Items listed in a dataset
= Beginning of Section =

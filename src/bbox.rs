// Copyright (c) 2019 Georg Brandl.  Licensed under the Apache License,
// Version 2.0 <LICENSE-APACHE or http://www.apache.org/licenses/LICENSE-2.0>
// or the MIT license <LICENSE-MIT or http://opensource.org/licenses/MIT>, at
// your option. This file may not be copied, modified, or distributed except
// according to those terms.

//! Program extents.

use std::f64::consts::FRAC_PI_2;
use std::fmt;

use crate::axes::Point3;
use crate::emulate::{RunAction, Shape};
use crate::geometry;
use crate::machine::Plane;

/// Spline sampling distance (mm).
const SPLINE_TOLERANCE: f64 = 0.1;
const MAX_SPLINE_SAMPLES: usize = 1000;

/// An axis aligned bounding box, accumulated from points and motion
/// segments.  Call `conclude` after adding everything.
#[derive(Clone, Copy, PartialEq, Debug)]
pub struct BoundingBox {
    pub min: Point3,
    pub max: Point3,
    pub size: Point3,
}

impl Default for BoundingBox {
    fn default() -> Self {
        let inf = f64::INFINITY;
        BoundingBox {
            min: Point3::new(inf, inf, inf),
            max: Point3::new(-inf, -inf, -inf),
            size: Point3::default(),
        }
    }
}

impl BoundingBox {
    pub fn new() -> Self {
        Self::default()
    }

    pub fn reset(&mut self) {
        *self = Self::default();
    }

    pub fn is_empty(&self) -> bool {
        self.min.x > self.max.x && self.min.y > self.max.y && self.min.z > self.max.z
    }

    pub fn add_point(&mut self, p: Point3) {
        for i in 0..3 {
            let v = p.get(i);
            if v < self.min.get(i) {
                self.min.set(i, v);
            }
            if v > self.max.get(i) {
                self.max.set(i, v);
            }
        }
    }

    pub fn add_bounding_box(&mut self, other: &BoundingBox) {
        if !other.is_empty() {
            self.add_point(other.min);
            self.add_point(other.max);
        }
    }

    /// Add an arc, including the points where it crosses a quadrant boundary.
    pub fn add_arc(&mut self, start: Point3, end: Point3, center: Point3, radius: f64,
                   clockwise: bool, plane: Plane, turns: u32) {
        let (a0, a1, _) = plane.axes();
        self.add_point(start);
        self.add_point(end);
        let c = (center.get(a0), center.get(a1));
        let start_angle = geometry::angle_of(c, (start.get(a0), start.get(a1)));
        let end_angle = geometry::angle_of(c, (end.get(a0), end.get(a1)));
        let sweep = geometry::arc_sweep(start_angle, end_angle, clockwise, turns);
        for quadrant in 0..4 {
            let angle = quadrant as f64 * FRAC_PI_2;
            if geometry::angle_on_arc(start_angle, sweep, angle, clockwise) {
                let mut p = start;
                p.set(a0, c.0 + radius * angle.cos());
                p.set(a1, c.1 + radius * angle.sin());
                self.add_point(p);
            }
        }
    }

    /// Add a cubic spline by sampling it.
    pub fn add_spline(&mut self, controls: &[Point3; 4]) {
        let length = geometry::control_polygon_length(controls);
        let samples = ((length / SPLINE_TOLERANCE).ceil() as usize).clamp(8, MAX_SPLINE_SAMPLES);
        for n in 0..=samples {
            self.add_point(geometry::bezier_point(controls, n as f64 / samples as f64));
        }
    }

    /// Add a run action.  Moves in machine coordinates are not part of the
    /// program extents and are skipped.
    pub fn add_action(&mut self, action: &RunAction) {
        if action.is_in_machine_coord {
            return;
        }
        match action.shape {
            Shape::Line => {
                self.add_point(action.start);
                self.add_point(action.end);
            }
            Shape::Arc { center, radius, clockwise, plane, turns } =>
                self.add_arc(action.start, action.end, center, radius, clockwise, plane, turns),
            Shape::Spline { controls } => self.add_spline(&controls),
        }
    }

    /// Finish accumulation: axes that were never touched collapse to zero,
    /// and the size is computed.
    pub fn conclude(&mut self) {
        for i in 0..3 {
            if self.min.get(i) > self.max.get(i) {
                self.min.set(i, 0.);
                self.max.set(i, 0.);
            }
            self.size.set(i, (self.max.get(i) - self.min.get(i)).abs());
        }
    }
}

impl fmt::Display for BoundingBox {
    fn fmt(&self, f: &mut fmt::Formatter) -> fmt::Result {
        write!(f, "X {:.3} .. {:.3} ({:.3})\nY {:.3} .. {:.3} ({:.3})\nZ {:.3} .. {:.3} ({:.3})",
               self.min.x, self.max.x, self.size.x,
               self.min.y, self.max.y, self.size.y,
               self.min.z, self.max.z, self.size.z)
    }
}
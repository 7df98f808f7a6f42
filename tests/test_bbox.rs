// Copyright (c) 2019 Georg Brandl.  Licensed under the Apache License,
// Version 2.0 <LICENSE-APACHE or http://www.apache.org/licenses/LICENSE-2.0>
// or the MIT license <LICENSE-MIT or http://opensource.org/licenses/MIT>, at
// your option. This file may not be copied, modified, or distributed except
// according to those terms.

use ngcvm::{BoundingBox, ControllerSnapshot, ErrorPolicy, ParserConfig, Point3, Program};

fn extents(src: &str) -> BoundingBox {
    let program = Program::load(src, &ControllerSnapshot::default(), &ParserConfig::default(),
                                ErrorPolicy::Abort).unwrap();
    let (bbox, issues) = program.extents();
    assert!(issues.is_empty(), "{:?}", issues);
    bbox
}

fn assert_box(bbox: &BoundingBox, min: (f64, f64, f64), max: (f64, f64, f64)) {
    let close = |a: f64, b: f64| (a - b).abs() < 1e-6;
    assert!(close(bbox.min.x, min.0) && close(bbox.min.y, min.1) && close(bbox.min.z, min.2) &&
            close(bbox.max.x, max.0) && close(bbox.max.y, max.1) && close(bbox.max.z, max.2),
            "unexpected extents\n{}", bbox);
}

#[test]
fn test_lines() {
    let bbox = extents("G0 X10 Y-2\nG1 X-3 Y4 F100");
    assert_box(&bbox, (-3., -2., 0.), (10., 4., 0.));
    assert_eq!(bbox.size, Point3::new(13., 6., 0.));
}

#[test]
fn test_arc_quadrants() {
    // clockwise half circle above the chord
    let bbox = extents("G0 X0 Y0\nG2 X10 Y0 I5 J0 F100");
    assert_box(&bbox, (0., 0., 0.), (10., 5., 0.));
    // counterclockwise half circle below the chord
    let bbox = extents("G0 X0 Y0\nG3 X10 Y0 I5 J0 F100");
    assert_box(&bbox, (0., -5., 0.), (10., 0., 0.));
    // full circle
    let bbox = extents("G0 X0 Y0\nG2 X0 Y0 I5 J0 F100");
    assert_box(&bbox, (0., -5., 0.), (10., 5., 0.));
    // quarter circle crossing no quadrant boundary
    let bbox = extents("G0 X5 Y0\nG3 X0 Y5 I-5 J0 F100");
    assert_box(&bbox, (0., 0., 0.), (5., 5., 0.));
}

#[test]
fn test_helix_and_planes() {
    let bbox = extents("G0 X0 Y0 Z0\nG2 X10 Y0 Z-5 I5 J0 F100");
    assert_box(&bbox, (0., 0., -5.), (10., 5., 0.));
    let bbox = extents("G18\nG0 X0 Z0\nG2 X10 Z0 I5 K0 F100");
    assert_box(&bbox, (0., 0., -5.), (10., 0., 0.));
}

#[test]
fn test_spline() {
    let bbox = extents("G5.1 X10 I5 J10 F100");
    assert!((bbox.max.y - 5.).abs() < 0.01, "{}", bbox);
    assert_eq!(bbox.min.y, 0.);
    assert_eq!(bbox.max.x, 10.);
}

#[test]
fn test_machine_moves_excluded() {
    let bbox = extents("G53 G0 X100 Y100");
    assert_box(&bbox, (0., 0., 0.), (0., 0., 0.));
    assert_eq!(bbox.size, Point3::default());
}

#[test]
fn test_reducer() {
    let mut bbox = BoundingBox::new();
    assert!(bbox.is_empty());
    bbox.add_point(Point3::new(1., 2., 3.));
    assert!(!bbox.is_empty());
    let mut other = BoundingBox::new();
    other.add_point(Point3::new(-1., 5., 3.));
    bbox.add_bounding_box(&other);
    bbox.add_bounding_box(&BoundingBox::new());
    bbox.conclude();
    assert_box(&bbox, (-1., 2., 3.), (1., 5., 3.));
    assert_eq!(bbox.size, Point3::new(2., 3., 0.));
    assert_eq!(bbox.to_string().lines().count(), 3);
    bbox.reset();
    assert!(bbox.is_empty());
}
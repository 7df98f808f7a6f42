// Copyright (c) 2019 Georg Brandl.  Licensed under the Apache License,
// Version 2.0 <LICENSE-APACHE or http://www.apache.org/licenses/LICENSE-2.0>
// or the MIT license <LICENSE-MIT or http://opensource.org/licenses/MIT>, at
// your option. This file may not be copied, modified, or distributed except
// according to those terms.

use std::io::Write;

use ngcvm::machine::{CoordSystemId, DistanceMode, Plane, SpindleState, Units};
use ngcvm::program::LoadError;
use ngcvm::{ControllerSnapshot, Dialect, ErrorKind, ErrorPolicy, Machine, ParserConfig, Program,
            Synchronize};

const SNAPSHOT: &str = r#"
machine_position = [10.0, 0.0, 0.0]
tool_length_offset = [0.0, 0.0, 1.5]

[parser_state]
units = "Imperial"
distance = "Incremental"
coord_system = "G55"
feed_rate = 50.0

[[coord_systems]]
id = "G55"
values = [1.0, 2.0, 3.0]

[[tools]]
number = 1
offsets = [0.0, 0.0, 2.0]
radius = 3.0
"#;

fn write_temp(text: &str) -> tempfile::NamedTempFile {
    let mut file = tempfile::NamedTempFile::new().unwrap();
    file.write_all(text.as_bytes()).unwrap();
    file
}

#[test]
fn test_error_policies() {
    let src = "G0 X1\nG0 G1 X2\nG0 X3";
    let program = Program::load(src, &ControllerSnapshot::default(), &ParserConfig::default(),
                                ErrorPolicy::Skip).unwrap();
    assert_eq!(program.tokens().len(), 2);
    assert_eq!(program.blocks().len(), 2);
    assert_eq!(program.errors().len(), 1);
    assert_eq!(program.errors()[0].line, 2);
    assert_eq!(program.errors()[0].kind, ErrorKind::ParserModalGrpError);
    // line numbers of the later blocks are kept
    assert_eq!(program.tokens()[1].line, 3);

    let err = Program::load(src, &ControllerSnapshot::default(), &ParserConfig::default(),
                            ErrorPolicy::Abort).unwrap_err();
    assert_eq!(err.line, 2);
}

#[test]
fn test_load_files() {
    let config = write_temp("dialect = \"linuxcnc\"\nblock_delete = true\n");
    let config = ParserConfig::load(config.path()).unwrap();
    assert_eq!(config.dialect, Dialect::LinuxCnc);

    let snapshot = write_temp(SNAPSHOT);
    let snapshot = ControllerSnapshot::load(snapshot.path()).unwrap();
    assert_eq!(snapshot.parser_state.units, Units::Imperial);
    assert_eq!(snapshot.tools[0].radius, 3.);

    let gcode = write_temp("/G0 X5\nG64 P0.1\nG0 X1\n");
    let program = Program::load_file(gcode.path(), &snapshot, &config, ErrorPolicy::Abort).unwrap();
    // the deleted block leaves only G64 and G0
    assert_eq!(program.tokens().len(), 2);

    assert!(matches!(Program::load_file("/nonexistent/file.ngc", &snapshot, &config,
                                        ErrorPolicy::Abort),
                     Err(LoadError::Io(_))));
    let bad = write_temp("G0 G1 X1\n");
    assert!(matches!(Program::load_file(bad.path(), &snapshot, &config, ErrorPolicy::Abort),
                     Err(LoadError::Parse(_))));
    assert!(ParserConfig::from_toml_str("dialect = \"fanuc\"").is_err());
}

#[test]
fn test_snapshot_state() {
    let snapshot = ControllerSnapshot::from_toml_str(SNAPSHOT).unwrap();
    let program = Program::load("G0 X1\nG43 H1", &snapshot, &ParserConfig::default(),
                                ErrorPolicy::Abort).unwrap();
    let mut machine = Machine::new();
    let actions: Vec<_> = program.emulate(&mut machine)
        .map(|a| (a.start, a.end))
        .collect();
    assert_eq!(actions.len(), 1);
    let (start, end) = actions[0];
    // G55 offset and tool length offset apply from the start
    assert!((start.x - 9.).abs() < 1e-9);
    assert!((start.z + 4.5).abs() < 1e-9);
    // incremental inches
    assert!((end.x - 34.4).abs() < 1e-9);
    assert!((machine.machine_position()[0] - 35.4).abs() < 1e-9);
    assert_eq!(machine.tool_offset()[2], 2.);

    // re-synchronizing restores the snapshot
    machine.sync(&snapshot);
    assert_eq!(machine.machine_position()[0], 10.);
    assert_eq!(machine.tool_offset()[2], 1.5);
    assert_eq!(machine.active_coordinate_system().id, CoordSystemId::G55);
}

#[test]
fn test_snapshot_from_report() {
    let report = "\
[GC:G1 G55 G18 G20 G91 G94 M3 M8 T2 F250 S1200]
[G55:1.000,2.000,3.000]
[TLO:1.500]
[PRB:0.000,0.000,-5.000:1]
ok
";
    let snapshot = ControllerSnapshot::from_report(report).unwrap();
    let state = &snapshot.parser_state;
    assert_eq!(state.motion, 10);
    assert_eq!(state.coord_system, CoordSystemId::G55);
    assert_eq!(state.plane, Plane::XZ);
    assert_eq!(state.units, Units::Imperial);
    assert_eq!(state.distance, DistanceMode::Incremental);
    assert_eq!(state.spindle, SpindleState::Cw);
    assert!(state.coolant.flood && !state.coolant.mist);
    assert_eq!((state.tool, state.feed_rate, state.rpm), (2, 250., 1200.));

    let g55 = snapshot.coord_systems.iter().find(|cs| cs.id == CoordSystemId::G55).unwrap();
    assert_eq!(g55.values, [1., 2., 3., 0., 0., 0.]);
    assert_eq!(snapshot.tool_length_offset, [0., 0., 1.5, 0., 0., 0.]);
    let probe = snapshot.probe.as_ref().unwrap();
    assert!(probe.success);
    assert_eq!(probe.position[2], -5.);

    assert!(ControllerSnapshot::from_report("[GC:G1 X]").is_err());
    assert!(ControllerSnapshot::from_report("[GC]").is_err());
}

#[test]
fn test_render_compression() {
    let program = Program::load("G0 X1 Y1\nG0 X1 Y2\nG0 X1 Y2\nG1 X1 Y2 F100\nG91 G0 X1\nG0 X1",
                                &ControllerSnapshot::default(), &ParserConfig::default(),
                                ErrorPolicy::Abort).unwrap();
    assert_eq!(program.render(true), "G0X1Y1\nG0Y2\nF100\nG91G0X1\nG0X1\n");
    assert_eq!(program.render(false),
               "G0X1Y1\nG0X1Y2\nG0X1Y2\nF100G1X1Y2\nG91G0X1\nG0X1\n");
}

= End of Section =

_Work required:_
Go through the entries and copy each line holding the string "BoundingBox".

_Result below:_
pub struct BoundingBox {
impl Default for BoundingBox {
        BoundingBox {
impl BoundingBox {
    pub fn add_bounding_box(&mut self, other: &BoundingBox) {
impl fmt::Display for BoundingBox {
use ngcvm::{BoundingBox, ControllerSnapshot, ErrorPolicy, ParserConfig, Point3, Program};
fn extents(src: &str) -> BoundingBox {
fn assert_box(bbox: &BoundingBox, min: (f64, f64, f64), max: (f64, f64, f64)) {
    let mut bbox = BoundingBox::new();
    let mut other = BoundingBox::new();
    bbox.add_bounding_box(&BoundingBox::new());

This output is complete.